Human Engineered CO2 in Air Geoengineers Water For Dryland Plants Kills Ocean Plants

Human Engineered CO2 in Air Geoengineers Water For Dryland Plants Kills Ocean Plants

Confirming what I’ve been going on about for nigh unto 20 years high and rising CO2 in the air is growing more and bushier plants in dry regions of the world. Those bushier long living plants are Good Ground Cover. More and better ground cover is saving topsoil from becoming dust in the wind. The problem is the world of ocean plants in that 70% of this world that is BLUE depend on that dust in the wind and missing it are dying off at incredible rates.

Mar. 25, 2013 — Plenty has been written about concerns over elevated levels of carbon dioxide in Earth’s atmosphere, but a Kansas State University researcher has found an upside to the higher CO2levels. And it’s been particularly relevant in light of drought that overspread the area in recent months.

“Our experiments have shown that the elevated carbon dioxide that we now have is mitigating the effect that drought has on winter wheat and sorghum and allowing more efficient use of water,” said K-State agronomy professor Mary Beth Kirkham.

Kirkham, who has written a book on the subject, “Elevated Carbon Dioxide: Impacts on Soil and Plant Water Relations,” used data going back to 1958. That’s when the first accurate measurements of atmospheric carbon dioxide were made, she said.

“Between 1958 and 2011 (the last year for which scientists have complete data), the carbon dioxide concentration has increased from 316 parts per million to 390 ppm,” she said. “Our experiments showed that higher carbon dioxide compensated for reductions in growth of winter wheat due to drought. Wheat that grew under elevated carbon dioxide (2.4 times ambient) and drought yielded as well as wheat that grew under the ambient level carbon dioxide and well-watered conditions.”

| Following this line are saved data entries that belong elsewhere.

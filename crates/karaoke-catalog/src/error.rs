use std::path::PathBuf;

use thiserror::Error;

#[derive(Debug, Error)]
pub enum Error {
    #[error("I/O reading {path}: {source}")]
    Io {
        path: PathBuf,
        #[source]
        source: std::io::Error,
    },

    #[error("Truncated table: need {expected} bytes, got {actual}")]
    Truncated { expected: usize, actual: usize },

    #[error("Invalid table header: {0}")]
    InvalidHeader(&'static str),
}
use std::collections::BTreeMap;

/// Buffer indexado con cursor "siguiente esperado".
///
/// Los elementos llegan en cualquier orden y salen estrictamente en orden de
/// índice, sin huecos. Lo usan tanto el agrupador como el indexador.
#[derive(Debug)]
pub struct ReorderBuffer<T> {
    next: usize,
    pending: BTreeMap<usize, T>,
}

impl<T> Default for ReorderBuffer<T> {
    fn default() -> Self {
        Self::new()
    }
}

impl<T> ReorderBuffer<T> {
    pub fn new() -> Self {
        Self {
            next: 0,
            pending: BTreeMap::new(),
        }
    }

    /// Guarda `item`. Devuelve `false` si el índice ya se había entregado o está repetido.
    pub fn insert(&mut self, index: usize, item: T) -> bool {
        if index < self.next || self.pending.contains_key(&index) {
            return false;
        }
        self.pending.insert(index, item);
        true
    }

    /// Saca el siguiente elemento si ya llegó.
    pub fn pop_ready(&mut self) -> Option<T> {
        let item = self.pending.remove(&self.next)?;
        self.next += 1;
        Some(item)
    }

    pub fn next_expected(&self) -> usize {
        self.next
    }

    /// Elementos retenidos esperando a un índice anterior.
    pub fn pending(&self) -> usize {
        self.pending.len()
    }

    pub fn is_empty(&self) -> bool {
        self.pending.is_empty()
    }
}
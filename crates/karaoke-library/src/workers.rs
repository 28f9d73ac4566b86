use std::sync::Arc;

use futures::StreamExt;
use futures::stream::FuturesUnordered;
use karaoke_core::{Batch, BatchCompletion, BatchOutcome, EventSink, PipelineEvent};
use tokio::{
    sync::{Semaphore, mpsc},
    task::spawn_blocking,
};
use tokio_util::sync::CancellationToken;
use tracing::{debug, error, info, warn};

use crate::packing::BatchAssembler;

/// Entrega cada resultado a todos los consumidores (agrupador e indexador).
///
/// Las colas no tienen límite para que un consumidor lento no frene al otro.
#[derive(Debug, Clone, Default)]
pub struct CompletionFanout {
    targets: Vec<mpsc::UnboundedSender<Arc<BatchCompletion>>>,
}

impl CompletionFanout {
    pub fn new() -> Self {
        Self::default()
    }

    /// Añade un consumidor y devuelve su extremo de lectura.
    pub fn subscribe(&mut self) -> mpsc::UnboundedReceiver<Arc<BatchCompletion>> {
        let (tx, rx) = mpsc::unbounded_channel();
        self.targets.push(tx);
        rx
    }

    pub fn publish(&self, completion: BatchCompletion) {
        let completion = Arc::new(completion);
        for tx in &self.targets {
            // un consumidor que ya terminó (p. ej. por cancelación) no es un error
            let _ = tx.send(completion.clone());
        }
    }
}

#[derive(Debug, Default, Clone, Copy, PartialEq, Eq)]
pub struct PoolReport {
    pub dispatched: usize,
    pub packed: usize,
    pub empty: usize,
    pub failed: usize,
    pub dropped_songs: usize,
}

#[derive(Debug, Clone, Copy)]
enum JobStatus {
    Packed { dropped: usize },
    Empty { dropped: usize },
    Failed,
}

/// Ejecuta trabajos de empaquetado en paralelo con `workers` permisos.
///
/// Tras la cancelación no arranca ningún trabajo nuevo; los que están en
/// marcha terminan y su resultado se publica igualmente.
pub struct WorkerPool {
    workers: usize,
    cancel: CancellationToken,
    sink: Arc<dyn EventSink>,
}

impl WorkerPool {
    pub fn new(workers: usize, cancel: CancellationToken, sink: Arc<dyn EventSink>) -> Self {
        Self {
            workers: workers.max(1),
            cancel,
            sink,
        }
    }

    pub async fn run(
        &self,
        mut batches: mpsc::Receiver<Batch>,
        assembler: Arc<BatchAssembler>,
        fanout: CompletionFanout,
    ) -> PoolReport {
        let sem = Arc::new(Semaphore::new(self.workers));
        let mut in_flight = FuturesUnordered::new();
        let mut report = PoolReport::default();

        loop {
            let permit = tokio::select! {
                biased;
                _ = self.cancel.cancelled() => break,
                permit = sem.clone().acquire_owned() => match permit {
                    Ok(p) => p,
                    Err(_) => break,
                },
            };
            let batch = tokio::select! {
                biased;
                _ = self.cancel.cancelled() => break,
                next = batches.recv() => match next {
                    Some(batch) => batch,
                    None => break,
                },
            };

            report.dispatched += 1;
            debug!(batch = batch.index, songs = batch.len(), "dispatching batch");

            let assembler = assembler.clone();
            let fanout = fanout.clone();
            let sink = self.sink.clone();
            in_flight.push(tokio::spawn(async move {
                let _permit = permit;
                let completion = run_job(assembler, batch).await;
                let status = announce(&completion, sink.as_ref());
                fanout.publish(completion);
                status
            }));
        }

        if self.cancel.is_cancelled() {
            info!(dispatched = report.dispatched, "cancellation requested, waiting for in-flight batches");
        }
        // el despachador ve el canal cerrado y deja de producir
        batches.close();
        drop(fanout);

        while let Some(res) = in_flight.next().await {
            match res {
                Ok(JobStatus::Packed { dropped }) => {
                    report.packed += 1;
                    report.dropped_songs += dropped;
                }
                Ok(JobStatus::Empty { dropped }) => {
                    report.empty += 1;
                    report.dropped_songs += dropped;
                }
                Ok(JobStatus::Failed) => report.failed += 1,
                Err(join_e) => error!(error = %join_e, "worker task aborted"),
            }
        }

        report
    }
}

async fn run_job(assembler: Arc<BatchAssembler>, batch: Batch) -> BatchCompletion {
    let (batch_index, first_index, song_count) = (batch.index, batch.first_index, batch.len());

    let res = spawn_blocking(move || {
        assembler
            .pack(&batch)
            .unwrap_or_else(|e| BatchCompletion::failed(&batch, e.to_string()))
    })
    .await;

    match res {
        Ok(completion) => completion,
        Err(join_e) => {
            error!(batch = batch_index, error = %join_e, "panic while packing batch");
            BatchCompletion {
                batch_index,
                first_index,
                song_count,
                outcome: BatchOutcome::Failed {
                    reason: join_e.to_string(),
                },
            }
        }
    }
}

fn announce(completion: &BatchCompletion, sink: &dyn EventSink) -> JobStatus {
    for d in completion.dropped() {
        sink.emit(PipelineEvent::SongDropped {
            original_index: d.original_index,
            batch_index: completion.batch_index,
            reason: d.reason.clone(),
        });
    }

    match &completion.outcome {
        BatchOutcome::Packed {
            archive,
            entries,
            dropped,
        } => {
            debug!(batch = completion.batch_index, songs = entries.len(), "batch packed");
            sink.emit(PipelineEvent::BatchCompleted {
                batch_index: completion.batch_index,
                songs: entries.len(),
                size_bytes: archive.size_bytes,
            });
            JobStatus::Packed {
                dropped: dropped.len(),
            }
        }
        BatchOutcome::Empty { dropped } => {
            warn!(batch = completion.batch_index, "every song of the batch was dropped");
            sink.emit(PipelineEvent::BatchCompleted {
                batch_index: completion.batch_index,
                songs: 0,
                size_bytes: 0,
            });
            JobStatus::Empty {
                dropped: dropped.len(),
            }
        }
        BatchOutcome::Failed { reason } => {
            warn!(batch = completion.batch_index, %reason, "batch failed, its songs are left out");
            sink.emit(PipelineEvent::BatchFailed {
                batch_index: completion.batch_index,
                reason: reason.clone(),
            });
            JobStatus::Failed
        }
    }
}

“Due to the increased carbon dioxide concentration in the atmosphere, it now takes 55 milliliters (mL) less water to produce a gram of sorghum grain than it did in 1958,” she said. “Fifty-five mL is equal to about one-fourth of a cup of water. This may not seem like a lot of water savings, but spread over the large acreage of sorghum grown in Kansas, the more efficient use of water now compared to 1958 should have a large impact.

What author Kirkham doesn’t cover is the profound role this extra water has on the character of the “ground cover” the benefited plants exhibit. That greatly enhanced ground cover is preventing soil from being lost as dust in the wind, that missing dust in the wind is no longer landing in the oceans far away and sustaining plankton blooms. As the evidence clearly shows in lock step with more grass growing on land due to high CO2 the ocean plants and all of sea life face cataclysmic collapse.